剣呑なまなざしで睨みつけてみたところで暖簾に腕押し、他の人間ならいざ知らずこの男にはまるで効果はない。
どん、と柚真人はその胸を突き飛ばして、優麻から離れた。
嘆息して室内履に履き替え、廊下を行く。
「司あー? いま帰った。だたいま」
優麻は、口許を綻ばせつつ、柚真人の後に続いた。
微笑ましい と、優麻本人は思っているのだが、きっと柚真人がそれを聞いたら即座に鉄拳のひとつも飛んでくるのだろう。

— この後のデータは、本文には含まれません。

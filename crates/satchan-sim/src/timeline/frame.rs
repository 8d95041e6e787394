//! Timeline frames and their flattened export rows

use chrono::{DateTime, Utc};
use serde::{Deserialize, Serialize};

use satchan_core::cir::{ChannelImpulseResponse, CirTapRow};
use satchan_core::link_budget::LinkBudgetResult;
use satchan_core::mimo::MimoCapacity;

use crate::orbit::LookAngles;

/// One epoch of a channel time series.
#[derive(Debug, Clone, PartialEq, Serialize, Deserialize)]
pub struct TimelineFrame {
    pub timestamp: DateTime<Utc>,
    /// Position among emitted frames, starting at 0
    pub index: usize,
    /// Fading oscillator time used for this frame (s)
    pub sim_time_s: f64,
    /// Geometry as reported by the propagator; elevation may be negative
    pub geometry: LookAngles,
    /// True when the geometric elevation is below 0°
    pub below_horizon: bool,
    pub budget: LinkBudgetResult,
    pub rx_power_dbm: f64,
    pub noise_floor_dbm: f64,
    pub system_temperature_k: f64,
    pub cn0_dbhz: f64,
    /// Floored at −30 dB
    pub snr_db: f64,
    pub capacity: MimoCapacity,
    pub cir: ChannelImpulseResponse,
}

/// Scalar summary of a frame for CSV-style export
#[derive(Debug, Clone, PartialEq, Serialize, Deserialize)]
pub struct TimelineRow {
    pub index: usize,
    pub timestamp: DateTime<Utc>,
    pub elevation_deg: f64,
    pub azimuth_deg: f64,
    pub slant_range_km: f64,
    pub below_horizon: bool,
    pub fspl_db: f64,
    pub rain_attenuation_db: f64,
    pub gas_attenuation_db: f64,
    pub cloud_attenuation_db: f64,
    pub scintillation_loss_db: f64,
    pub total_loss_db: f64,
    pub xpd_db: f64,
    pub sky_noise_temp_k: f64,
    pub rx_power_dbm: f64,
    pub noise_floor_dbm: f64,
    pub snr_db: f64,
    pub rank1_bps_hz: f64,
    pub rank2_bps_hz: f64,
    pub rms_delay_spread_ns: f64,
    pub coherence_bandwidth_mhz: f64,
}

/// One CIR tap tagged with its frame
#[derive(Debug, Clone, PartialEq, Serialize, Deserialize)]
pub struct FrameTapRow {
    pub frame_index: usize,
    pub timestamp: DateTime<Utc>,
    #[serde(flatten)]
    pub tap: CirTapRow,
}

impl TimelineFrame {
    pub fn row(&self) -> TimelineRow {
        TimelineRow {
            index: self.index,
            timestamp: self.timestamp,
            elevation_deg: self.geometry.elevation_deg,
            azimuth_deg: self.geometry.azimuth_deg,
            slant_range_km: self.geometry.slant_range_km,
            below_horizon: self.below_horizon,
            fspl_db: self.budget.fspl_db,
            rain_attenuation_db: self.budget.rain_attenuation_db,
            gas_attenuation_db: self.budget.gas_attenuation_db,
            cloud_attenuation_db: self.budget.cloud_attenuation_db,
            scintillation_loss_db: self.budget.scintillation_loss_db,
            total_loss_db: self.budget.total_loss_db,
            xpd_db: self.budget.xpd_db,
            sky_noise_temp_k: self.budget.sky_noise_temp_k,
            rx_power_dbm: self.rx_power_dbm,
            noise_floor_dbm: self.noise_floor_dbm,
            snr_db: self.snr_db,
            rank1_bps_hz: self.capacity.rank1_bps_hz,
            rank2_bps_hz: self.capacity.rank2_bps_hz,
            rms_delay_spread_ns: self.cir.rms_delay_spread_ns,
            coherence_bandwidth_mhz: self.cir.coherence_bandwidth_mhz,
        }
    }

    pub fn tap_rows(&self) -> Vec<FrameTapRow> {
        self.cir
            .tap_rows()
            .into_iter()
            .map(|tap| FrameTapRow {
                frame_index: self.index,
                timestamp: self.timestamp,
                tap,
            })
            .collect()
    }
}

/// Flattened per-tap table for a whole timeline.
pub fn tap_table(frames: &[TimelineFrame]) -> Vec<FrameTapRow> {
    frames.iter().flat_map(TimelineFrame::tap_rows).collect()
}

――君は意外と短気なんですよねえ……。まだまだ修行が足りませんよ。
などと、青年は心の中で呟いた。
――司さんもね。乾物のホタテで出汁を取るのはいただけません。だってカレーですよ? ホタテっていうのはどうなんでしょうねえ。それに、余ってるからってシチューミクスとブラウンルーを足すのもどうかと思いますよ。 シナモン入れ過ぎですし、まあヨーグルトはいいとしてもそれって隠し味だとおもいます。生姜は、すり下ろして欲しかった。
☆
夜空は、綺麗な桔梗色だった。
――桔梗色……。
いつか、どこかで呼んだ、有名な童話の中にあった言葉だったような気がする。
――ああそうだ。桔梗の色だ。
湖珠は塀に凭れて、そんなことを思った。
いや、思っていることは、曖昧だった。
とぎれとぎれに、色々なことを考えていたような気がしていた。
それは意味のない想い出や、さして重要でない記憶だったりした。
いや、いまだってこれは洩れ出した記憶の集合体にすぎないのだろう、きっと。
仄かに青い、明滅みたいに。微かに白い、煙みたいに。
夜の透明な空気に拡散していく自分の存在。空気に溶け出す思考。
それは粒子になって、やがて消えて逝く。そして無くなってしまう。
だけど。
――耳飾――。
あれがないと。
――逝けない。
この綺麗な青紫の空に、溶けて消えることだって、出来はしない。